* [TASK TO CARRY OUT]:
With no words added or dropped, transcribe the listing that follows.
· · · · · · ·
use thiserror::Error;

#[derive(Debug, Clone, PartialEq, Eq, Error)]
pub enum QueryError {
    /// The event does not fit the registered schema
    #[error("Schema validation failed: {0}")]
    SchemaValidation(String),

    #[error("Schema registry error: {0}")]
    Registry(String),

    /// Bytes are not a valid framed payload for any known schema
    #[error("Decode error: {0}")]
    Decode(String),

    #[error("Configuration error: {0}")]
    Config(String),
}

pub type QueryResult<T> = Result<T, QueryError>;

impl From<reqwest::Error> for QueryError {
    fn from(err: reqwest::Error) -> Self {
        QueryError::Registry(err.to_string())
    }
}

impl From<core_config::ConfigError> for QueryError {
    fn from(err: core_config::ConfigError) -> Self {
        QueryError::Config(err.to_string())
    }
}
· · · · · · ·
* [TASK RESULT]:
use thiserror::Error;

#[derive(Debug, Clone, PartialEq, Eq, Error)]
pub enum QueryError {
    /// The event does not fit the registered schema
    #[error("Schema validation failed: {0}")]
    SchemaValidation(String),

    #[error("Schema registry error: {0}")]
    Registry(String),

    /// Bytes are not a valid framed payload for any known schema
    #[error("Decode error: {0}")]
    Decode(String),

    #[error("Configuration error: {0}")]
    Config(String),
}

pub type QueryResult<T> = Result<T, QueryError>;

impl From<reqwest::Error> for QueryError {
    fn from(err: reqwest::Error) -> Self {
        QueryError::Registry(err.to_string())
    }
}

impl From<core_config::ConfigError> for QueryError {
    fn from(err: core_config::ConfigError) -> Self {
        QueryError::Config(err.to_string())
    }
}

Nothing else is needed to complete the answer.